Older people are more likely to develop glaucoma and are the largest group who will be directly impacted by the CGS. The main beneficial impact for elderly patients receiving their glaucoma treatment in a community setting is that they may find it easier to access care closer to home rather than traveling to hospital.

To ensure the service is equally available to disabled patients, all CGS practices must provide full access to disabled and wheelchair-using patients. This means that they too can benefit from the convenience of a local service.
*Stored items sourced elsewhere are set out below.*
//! Repository for the `projects` table.
//!
//! Saves are single statements: the caller validates and merges the answer
//! map in process, then the whole row (including the JSONB map) commits or
//! nothing does. Uniqueness pre-checks here are fast-fail only; the `uq_*`
//! constraints are the authoritative guard under concurrent creation.

use sqlx::types::Json;
use sqlx::PgPool;

use projboard_core::moderation::Approval;
use projboard_core::questions::AnswerMap;
use projboard_core::search::SearchFilters;
use projboard_core::slug::{slugify, suffixed};
use projboard_core::types::{DbId, ProjectState};

use crate::models::project::{Project, ProjectColumns};

/// Column list shared across queries to avoid repetition.
const COLUMNS: &str = "id, title, slug, user_id, company_name, company_address, company_site, \
     github_site, application_site, mission_statement, contact_name, contact_position, \
     contact_email, contact_number, contact_hours, nonprofit, five_01c3, state, approved, \
     photo, questions, created_at, updated_at";

/// Provides CRUD, search, and moderation operations for projects.
pub struct ProjectRepo;

impl ProjectRepo {
    /// Insert a new project, returning the created row.
    ///
    /// `approved` starts NULL (pending) and `state` defaults to unfinished.
    pub async fn create(
        pool: &PgPool,
        user_id: DbId,
        columns: &ProjectColumns,
        slug: &str,
        questions: &AnswerMap,
    ) -> Result<Project, sqlx::Error> {
        let query = format!(
            "INSERT INTO projects (title, slug, user_id, company_name, company_address, \
                 company_site, github_site, application_site, mission_statement, contact_name, \
                 contact_position, contact_email, contact_number, contact_hours, nonprofit, \
                 five_01c3, photo, questions)
             VALUES ($1, $2, $3, $4, $5, $6, $7, $8, $9, $10, $11, $12, $13, $14, $15, $16, $17, $18)
             RETURNING {COLUMNS}"
        );
        sqlx::query_as::<_, Project>(&query)
            .bind(&columns.title)
            .bind(slug)
            .bind(user_id)
            .bind(&columns.company_name)
            .bind(&columns.company_address)
            .bind(&columns.company_site)
            .bind(&columns.github_site)
            .bind(&columns.application_site)
            .bind(&columns.mission_statement)
            .bind(&columns.contact_name)
            .bind(&columns.contact_position)
            .bind(&columns.contact_email)
            .bind(&columns.contact_number)
            .bind(&columns.contact_hours)
            .bind(columns.nonprofit)
            .bind(columns.five_01c3)
            .bind(&columns.photo)
            .bind(Json(questions))
            .fetch_one(pool)
            .await
    }

    /// Write the fully-resolved row back. Returns `None` if no row matches.
    pub async fn update(
        pool: &PgPool,
        id: DbId,
        columns: &ProjectColumns,
        state: ProjectState,
        user_id: DbId,
        slug: &str,
        questions: &AnswerMap,
    ) -> Result<Option<Project>, sqlx::Error> {
        let query = format!(
            "UPDATE projects SET
                title = $2, slug = $3, user_id = $4, company_name = $5, company_address = $6,
                company_site = $7, github_site = $8, application_site = $9,
                mission_statement = $10, contact_name = $11, contact_position = $12,
                contact_email = $13, contact_number = $14, contact_hours = $15,
                nonprofit = $16, five_01c3 = $17, photo = $18, state = $19, questions = $20,
                updated_at = NOW()
             WHERE id = $1
             RETURNING {COLUMNS}"
        );
        sqlx::query_as::<_, Project>(&query)
            .bind(id)
            .bind(&columns.title)
            .bind(slug)
            .bind(user_id)
            .bind(&columns.company_name)
            .bind(&columns.company_address)
            .bind(&columns.company_site)
            .bind(&columns.github_site)
            .bind(&columns.application_site)
            .bind(&columns.mission_statement)
            .bind(&columns.contact_name)
            .bind(&columns.contact_position)
            .bind(&columns.contact_email)
            .bind(&columns.contact_number)
            .bind(&columns.contact_hours)
            .bind(columns.nonprofit)
            .bind(columns.five_01c3)
            .bind(&columns.photo)
            .bind(state)
            .bind(Json(questions))
            .fetch_optional(pool)
            .await
    }

    /// Find a project by its internal ID.
    pub async fn find_by_id(pool: &PgPool, id: DbId) -> Result<Option<Project>, sqlx::Error> {
        let query = format!("SELECT {COLUMNS} FROM projects WHERE id = $1");
        sqlx::query_as::<_, Project>(&query)
            .bind(id)
            .fetch_optional(pool)
            .await
    }

    /// Find a project by its slug.
    pub async fn find_by_slug(pool: &PgPool, slug: &str) -> Result<Option<Project>, sqlx::Error> {
        let query = format!("SELECT {COLUMNS} FROM projects WHERE slug = $1");
        sqlx::query_as::<_, Project>(&query)
            .bind(slug)
            .fetch_optional(pool)
            .await
    }

    /// Look up by slug first, falling back to numeric ID for keys that
    /// parse as one.
    pub async fn find_by_slug_or_id(
        pool: &PgPool,
        key: &str,
    ) -> Result<Option<Project>, sqlx::Error> {
        if let Some(project) = Self::find_by_slug(pool, key).await? {
            return Ok(Some(project));
        }
        match key.parse::<DbId>() {
            Ok(id) => Self::find_by_id(pool, id).await,
            Err(_) => Ok(None),
        }
    }

    /// Execute a filtered search.
    ///
    /// Absent filters add no clause at all (`NOT $flag` short-circuits the
    /// predicate to TRUE). The title/company pair is a single OR group ANDed
    /// with everything else. Public mode additionally restricts to
    /// `approved = TRUE`; admin mode searches the full table.
    pub async fn search(
        pool: &PgPool,
        filters: &SearchFilters,
        admin: bool,
        limit: i64,
        offset: i64,
    ) -> Result<Vec<Project>, sqlx::Error> {
        let query = format!(
            "SELECT {COLUMNS} FROM projects
             WHERE (NOT $1 OR nonprofit = TRUE)
               AND (NOT $2 OR five_01c3 = TRUE)
               AND (NOT $3 OR nonprofit = FALSE)
               AND ($4::TEXT IS NULL
                    OR title ILIKE '%' || $4 || '%'
                    OR company_name ILIKE '%' || $4 || '%')
               AND (NOT $5 OR state = $6)
               AND (NOT $7 OR approved = TRUE)
             ORDER BY created_at DESC
             LIMIT $8 OFFSET $9"
        );
        sqlx::query_as::<_, Project>(&query)
            .bind(filters.nonprofit)
            .bind(filters.five_01c3)
            .bind(filters.forprofit)
            .bind(filters.search_string.as_deref())
            .bind(filters.finished)
            .bind(ProjectState::Finished)
            .bind(!admin)
            .bind(limit)
            .bind(offset)
            .fetch_all(pool)
            .await
    }

    /// Set the moderation tri-state. Returns `None` if no row matches.
    pub async fn set_approval(
        pool: &PgPool,
        id: DbId,
        approval: Approval,
    ) -> Result<Option<Project>, sqlx::Error> {
        let query = format!(
            "UPDATE projects SET approved = $2, updated_at = NOW()
             WHERE id = $1
             RETURNING {COLUMNS}"
        );
        sqlx::query_as::<_, Project>(&query)
            .bind(id)
            .bind(approval.to_column())
            .fetch_optional(pool)
            .await
    }

    /// List projects still awaiting moderation (approved IS NULL).
    pub async fn unapproved(pool: &PgPool) -> Result<Vec<Project>, sqlx::Error> {
        let query = format!(
            "SELECT {COLUMNS} FROM projects WHERE approved IS NULL ORDER BY created_at DESC"
        );
        sqlx::query_as::<_, Project>(&query).fetch_all(pool).await
    }

    /// List denied projects (approved = FALSE).
    pub async fn denied(pool: &PgPool) -> Result<Vec<Project>, sqlx::Error> {
        let query = format!(
            "SELECT {COLUMNS} FROM projects WHERE approved = FALSE ORDER BY created_at DESC"
        );
        sqlx::query_as::<_, Project>(&query).fetch_all(pool).await
    }

    /// Delete a project by ID. Favorites cascade at the constraint level.
    /// Returns `true` if a row was removed.
    pub async fn delete(pool: &PgPool, id: DbId) -> Result<bool, sqlx::Error> {
        let result = sqlx::query("DELETE FROM projects WHERE id = $1")
            .bind(id)
            .execute(pool)
            .await?;
        Ok(result.rows_affected() > 0)
    }

    // -----------------------------------------------------------------------
    // Uniqueness pre-checks (fast-fail; the uq_* constraints decide races)
    // -----------------------------------------------------------------------

    pub async fn title_taken(
        pool: &PgPool,
        title: &str,
        exclude: Option<DbId>,
    ) -> Result<bool, sqlx::Error> {
        Self::value_taken(pool, "title", title, exclude).await
    }

    pub async fn github_site_taken(
        pool: &PgPool,
        value: &str,
        exclude: Option<DbId>,
    ) -> Result<bool, sqlx::Error> {
        Self::value_taken(pool, "github_site", value, exclude).await
    }

    pub async fn application_site_taken(
        pool: &PgPool,
        value: &str,
        exclude: Option<DbId>,
    ) -> Result<bool, sqlx::Error> {
        Self::value_taken(pool, "application_site", value, exclude).await
    }

    async fn value_taken(
        pool: &PgPool,
        column: &str,
        value: &str,
        exclude: Option<DbId>,
    ) -> Result<bool, sqlx::Error> {
        let query = format!(
            "SELECT EXISTS(SELECT 1 FROM projects
             WHERE {column} = $1 AND ($2::BIGINT IS NULL OR id <> $2))"
        );
        sqlx::query_scalar::<_, bool>(&query)
            .bind(value)
            .bind(exclude)
            .fetch_one(pool)
            .await
    }

    // -----------------------------------------------------------------------
    // Slug derivation
    // -----------------------------------------------------------------------

    /// Derive a unique slug for a title, suffixing `-2`, `-3`, ... past
    /// collisions. `exclude` keeps a record's own slug out of the check on
    /// title change.
    pub async fn unique_slug(
        pool: &PgPool,
        title: &str,
        exclude: Option<DbId>,
    ) -> Result<String, sqlx::Error> {
        let base = slugify(title);
        let base = if base.is_empty() { "project".to_string() } else { base };
        let mut attempt = 1;
        loop {
            let candidate = suffixed(&base, attempt);
            if !Self::value_taken(pool, "slug", &candidate, exclude).await? {
                return Ok(candidate);
            }
            attempt += 1;
        }
    }
}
As well as age, glaucoma is known to affect a higher proportion of people who are of African-Caribbean or East Asian origin than the general population. To ensure parity of service, the Scottish Government and the NHS will be providing CGS patient information in different languages. Consultation is now ongoing with relevant bodies to provide CGS patient leaflets and documents in different languages, sizes and formats as per the EQIA assessment findings.

Health Boards are also required to provide translation services where needed.

With the CGS being provided in a community-care setting, this helps in fostering good relations by providing the opportunity for different generations, disabled people and those from different races to mix with the general population whilst receiving care.

Recommendations and Conclusion

In addition to the findings detailed above, the issue of transport for disabled patients to optometry practices providing the CGS requires to be resolved. Work is underway to explore whether eligible patients with mobility issues can be transported by the Scottish Ambulance Service (under its Patient Transport Service) to and from the practice to receive their treatment. If this is not viable patients will remain in HES to continue their treatment.

It is recommended that a review of the service be undertaken following the completion of this work to understand what further changes, if any, are required.

There is no other evidence to suggest that the CGS would have a negative impact on protected characteristics. As outlined above, it is expected that the policy will have an overall positive impact on protected characteristics.